One of the things prohibitionists often like to point to is that currently legal prescription drugs are subject to lots of abuse (they’ll usually call it an “epidemic”). In their minds this is somehow supposed to be some kind of argument against legalizing currently illegal drugs.

For example, Kevin Sabet tweets:

Ironic that major Rx Abuse conference in FL now as pundits debate the legalization of even more drugs.

Well no, Kevin. Rx abuse isn’t about legal drugs.

Assume that someone would like to use some Vicodin recreationally. It’s a prescription drug, but no doctor in the country can prescribe it for recreational use, or they will likely be sent to prison for a whole lot of years. And no person can possess it for recreational purposes without also being sent to prison if caught.

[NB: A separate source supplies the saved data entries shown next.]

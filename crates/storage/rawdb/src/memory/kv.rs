use crate::{DatabaseError, KeyValueIter, KeyValueIterator, KeyValueReader, KeyValueWriter};
use parking_lot::RwLock;
use std::collections::{BTreeMap, VecDeque};

/// Number of entries copied out of the store per lock acquisition while iterating.
const ITER_CHUNK: usize = 64;

type Entries = BTreeMap<Vec<u8>, Vec<u8>>;

/// An ordered in-memory key/value store.
#[derive(Debug, Default)]
pub struct MemoryDb {
    entries: RwLock<Entries>,
}

impl MemoryDb {
    /// Creates an empty store.
    pub fn new() -> Self {
        Self::default()
    }

    /// Returns the number of stored keys.
    pub fn len(&self) -> usize {
        self.entries.read().len()
    }

    /// Returns true if nothing is stored.
    pub fn is_empty(&self) -> bool {
        self.len() == 0
    }
}

impl KeyValueReader for MemoryDb {
    fn get(&self, key: &[u8]) -> Result<Option<Vec<u8>>, DatabaseError> {
        Ok(self.entries.read().get(key).cloned())
    }

    fn has(&self, key: &[u8]) -> Result<bool, DatabaseError> {
        Ok(self.entries.read().contains_key(key))
    }
}

impl KeyValueWriter for MemoryDb {
    fn put(&self, key: &[u8], value: &[u8]) -> Result<(), DatabaseError> {
        self.entries.write().insert(key.to_vec(), value.to_vec());
        Ok(())
    }

    fn delete(&self, key: &[u8]) -> Result<(), DatabaseError> {
        self.entries.write().remove(key);
        Ok(())
    }
}

impl KeyValueIterator for MemoryDb {
    fn iter(&self, prefix: &[u8], start: &[u8]) -> Result<KeyValueIter<'_>, DatabaseError> {
        let mut from = prefix.to_vec();
        from.extend_from_slice(start);
        Ok(Box::new(MemoryIter {
            entries: &self.entries,
            prefix: prefix.to_vec(),
            next: Some(from),
            buffered: VecDeque::new(),
        }))
    }
}

/// Walks a prefix of a [`MemoryDb`] in chunks of [`ITER_CHUNK`] entries.
///
/// The read lock is only held while a chunk is copied out, so writers are
/// never blocked by an iteration in progress. Entries written behind the
/// cursor are not observed, entries written ahead of it are.
#[derive(Debug)]
struct MemoryIter<'a> {
    entries: &'a RwLock<Entries>,
    prefix: Vec<u8>,
    /// Smallest key of the next chunk, `None` once the prefix is exhausted.
    next: Option<Vec<u8>>,
    buffered: VecDeque<(Vec<u8>, Vec<u8>)>,
}

impl MemoryIter<'_> {
    fn fill(&mut self) {
        let Some(from) = self.next.take() else { return };
        let entries = self.entries.read();
        self.buffered.extend(
            entries
                .range(from..)
                .take_while(|(key, _)| key.starts_with(&self.prefix))
                .take(ITER_CHUNK)
                .map(|(key, value)| (key.clone(), value.clone())),
        );

        if self.buffered.len() == ITER_CHUNK {
            // The smallest key strictly greater than the last one copied.
            self.next = self.buffered.back().map(|(key, _)| {
                let mut successor = key.clone();
                successor.push(0);
                successor
            });
        }
    }
}

impl Iterator for MemoryIter<'_> {
    type Item = (Vec<u8>, Vec<u8>);

    fn next(&mut self) -> Option<Self::Item> {
        if self.buffered.is_empty() {
            self.fill();
        }
        self.buffered.pop_front()
    }
}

I hate to break it to Kevin, but that’s not an example of legalization, nor does it serve as any kind of guide to what might happen with actual legalization of drugs. It, in fact, preserves every aspect of prohibition, except for certain medical situations which, even then, might be second-guessed by non-medically-competent DEA agents. This means that all recreational use of prescription drugs must be handled through illegal diversion, with all the big money and corruption that the black market naturally entails.

Show me a drug where a doctor is legally allowed to write a prescription for recreational use, and then you’ll have a useful analogy.

In a similar vein, Zach Beauchamp, in Drug Warrior Non Sequiturs, does a nice job taking down Walter Russell Mead for making the same incorrect assumption.

Beauchamp properly points out that Portugal’s decriminalization is a better guide to understanding the effects of legalization than so-called “legal” prescription drugs.

Naturally, Keith Humphreys completely misses the point (intentionally or otherwise):

Zack Beauchamp makes an extremely common analytic error in a post on drug policy. In an effort to refute Water Russell Mead’s argument that we can learn something about drug legalization from the legal opioid pain medication industry, Beauchamp responds by citing data from Portugal.

I am not going to get into the substance of their debate here. I am writing only to point out that Portugal hasn’t legalized drugs, it has decriminalized them.

This is rich. Keith lambastes Beauchamp for a semantic perception, which Keith falsely calls an “analytic error.” And yet… note that Keith, in the same paragraph, refers to the “legal opioid pain medical industry,” ignoring the fact that such a limited form of “legal” is certainly not “legalization.”

Even better… Beauchamp never actually says that Portugal’s system is legalization.